What he fell into was not love but an obsession with her body, and personality at the time. Humans are like children with their toys. They see something they like, play with it for a while and then seek out a new toy. The reason they can never love one another is because they view each other as playthings for self-gratification.
- She got fat and ugly, and I hate to say it, but after learning he fell in love with your body, and not you should we be surprised here? Many women let themselves go, especially after childbirth, but it’s still no excuse for him. Why? Because he said he’d love you in sickness and in health, whether or not you’re fat or skinny shouldn’t matter.
- No appreciation of him and never complimenting him on the work he does around the house or in general. Whenever he comes across a woman who tells him what he wants to hear, this will lead him to wanting more of that emotional drug and seek out a new relationship. He’s not able to bear the cross with you, so in his weakness, he leaves for another woman
- Bossing him around and overloading him with chores that don’t belong to him. He’s come home from a long days work from 6 am to 6 pm. You tell him to wash the dishes, wake him up at 2 am and tell him it’s his time to feed the baby? Ouch, that has got to hurt. You’ve both got different roles to fulfill, let’s have some discipline around here. Women who wear the trousers in the relationship spells disaster. Both of them are trying to be captain of the ship, and that is going to end in tears.

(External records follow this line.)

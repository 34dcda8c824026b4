//! Fold reviewed submissions into the leaderboard.
//!
//! One run sorts both sheets into the order the scan and the lookup need, reads each
//! sheet once, credits every approved submission in memory, writes the totals back in a
//! single bulk write, deletes the reviewed submissions and re-sorts the leaderboard for
//! display. Nothing is written until every row has been validated, so a run that fails
//! leaves the totals and the queue as they were.

use crate::compactor::compact_queue;
use crate::error::{ReconcileError, Result};
use crate::grid::{Cell, GridRange, GridStore};
use crate::leaderboard_updater::{SortedBoard, apply_approved};
use crate::queue_scanner::scan_queue;
use crate::sheet_util::{SheetLayout, leaderboard};
use crate::sort_orchestrator::{sort_for_batch, sort_for_display, sort_for_lookup};
use crate::timestamp::stamp_last_updated;
use crate::{UnmatchedMember, UnmatchedPolicy};
use chrono::DateTime;
use chrono_tz::Tz;
use log::info;
use serde::Serialize;
use std::sync::atomic::{AtomicBool, Ordering};

/// Knobs for a single run.
#[derive(Debug, Clone, Default)]
pub struct ReconcileOptions {
    pub unmatched: UnmatchedPolicy,
    /// Write the "Last Updated" stamp with this time. `None` leaves the stamp alone.
    pub stamp_at: Option<DateTime<Tz>>,
}

/// Summary of a finished run.
#[derive(Debug, Clone, PartialEq, Default, Serialize)]
pub struct ReconcileReport {
    pub rows_deleted: usize,
    pub rows_credited: usize,
    pub rows_disapproved: usize,
    pub rows_pending: usize,
    pub points_credited: f64,
    pub unmatched: Vec<UnmatchedMember>,
}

- Constantly arguing and calling him names will only secure his desire to seek out or await the next opportunity for a woman who praises him. She comes along, praising him. He laments to her about his wife’s name-calling and she says, “I’d never do that to my husband” or “my husband is like this also, no appreciation”. They both find this very attractive that anyone would give them respect, and before you know it, there’s an unholy spark that ignites between them.

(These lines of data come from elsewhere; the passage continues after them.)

//! A workbook holding both sheets, persisted as one JSON file.

use crate::error::{ReconcileError, Result};
use crate::grid::{GridStore, MemoryGrid, StoreError};
use crate::sheet_util::{SheetLayout, leaderboard};
use crate::{LEADERBOARD_SHEET_NAME, LeaderboardEntry, QUEUE_SHEET_NAME};
use log::{debug, warn};
use serde::{Deserialize, Serialize};
use std::fs::{self, File, OpenOptions};
use std::io::{BufReader, BufWriter, ErrorKind, Write};
use std::path::{Path, PathBuf};

/// The approval queue and the leaderboard, keyed by their sheet names on disk.
#[derive(Debug, Clone, PartialEq, Default, Serialize, Deserialize)]
pub struct Workbook {
    #[serde(rename = "Approval Status")]
    pub queue: MemoryGrid,
    #[serde(rename = "Star & Lamp Leaderboard")]
    pub leaderboard: MemoryGrid,
}

impl Workbook {
    /// Fresh workbook with header rows on both sheets and every member at zero.
    ///
    /// # Errors
    /// `DuplicateMember` if a name is listed twice.
    pub fn new<S: AsRef<str>>(layout: &SheetLayout, members: &[S]) -> Result<Self> {
        let mut workbook = Workbook {
            queue: MemoryGrid::from_rows(layout.queue.header_block()),
            leaderboard: MemoryGrid::from_rows(layout.leaderboard.header_block()),
        };
        for member in members {
            workbook.add_member(layout, member.as_ref())?;
        }
        Ok(workbook)
    }

    pub fn load(path: &Path) -> std::result::Result<Self, StoreError> {
        let reader = BufReader::new(File::open(path)?);
        let workbook: Workbook = serde_json::from_reader(reader)?;
        debug!(
            "Loaded {}: {} rows in '{QUEUE_SHEET_NAME}', {} rows in '{LEADERBOARD_SHEET_NAME}'",
            path.display(),
            workbook.queue.row_count(),
            workbook.leaderboard.row_count()
        );
        Ok(workbook)
    }

    /// Write to a sibling file first and rename it over `path`, so a crash mid-write
    /// never leaves a truncated workbook behind.
    pub fn save(&self, path: &Path) -> std::result::Result<(), StoreError> {
        let staging = sibling(path, "tmp");
        {
            let mut writer = BufWriter::new(File::create(&staging)?);
            serde_json::to_writer_pretty(&mut writer, self)?;
            writer.flush()?;
        }
        fs::rename(&staging, path)?;
        debug!("Saved {}", path.display());
        Ok(())
    }

    /// Add a member with zeroed totals to the bottom of the leaderboard.
    ///
    /// # Errors
    /// `DuplicateMember` if the name is already on the board, `MalformedRow` if it is blank.
    pub fn add_member(&mut self, layout: &SheetLayout, name: &str) -> Result<()> {
        let board_layout = &layout.leaderboard;
        if name.trim().is_empty() {
            return Err(ReconcileError::MalformedRow {
                row: self.leaderboard.row_count(),
                reason: "member name is blank".to_string(),
            });
        }
        let rows = self
            .leaderboard
            .read_range(board_layout.data_range(self.leaderboard.row_count()))?;
        let existing = leaderboard::rows_to_entries(&rows, board_layout, board_layout.header_rows)?;
        if existing.iter().any(|e| e.member_name == name) {
            return Err(ReconcileError::DuplicateMember {
                name: name.to_string(),
            });
        }
        self.leaderboard.append_row(leaderboard::entry_to_row(
            &LeaderboardEntry::new(name),
            board_layout,
        ))?;
        Ok(())
    }
}

/// `<path>.<suffix>`, next to the workbook.
fn sibling(path: &Path, suffix: &str) -> PathBuf {
    let mut name = path.as_os_str().to_owned();
    name.push(".");
    name.push(suffix);
    PathBuf::from(name)
}

/// Exclusive hold on a workbook file across processes. Released on drop.
#[derive(Debug)]
pub struct WorkbookLock {
    path: PathBuf,
}

impl WorkbookLock {
    /// # Errors
    /// `Locked` with the lock file's path if another process holds the lock.
    pub fn acquire(workbook: &Path) -> std::result::Result<Self, StoreError> {
        let path = sibling(workbook, "lock");
        match OpenOptions::new().write(true).create_new(true).open(&path) {
            Ok(mut file) => {
                writeln!(file, "{}", std::process::id())?;
                Ok(Self { path })
            }
            Err(e) if e.kind() == ErrorKind::AlreadyExists => Err(StoreError::Locked(path)),
            Err(e) => Err(e.into()),
        }
    }
}

impl Drop for WorkbookLock {
    fn drop(&mut self) {
        if let Err(e) = fs::remove_file(&self.path) {
            warn!("Failed to release {}: {e}", self.path.display());
        }
    }
}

- Too many babies means a woman will have no time or be too exhausted for intimacy. A lot of men incapable of being chaste will often look for a woman capable of filling the sexual appetite that the woman cannot. This is not the woman’s fault but there are men out there incapable of waiting for the opportunity and will grab the nearest stranger to satisfy it.
None of these situations should ever justify adultery. Relationships require a lot of work. Sometimes things are going great at home and the woman is doing her best, but he’s just a pig and slave to his feral nature. He loves to objectify women and getting them into bed becomes a thrilling experience for him that matters just as much as the sex does. He loves the woman he is with but has no control over his feral impulses and is blind to the damage being done.
Have you had a man like this in your life?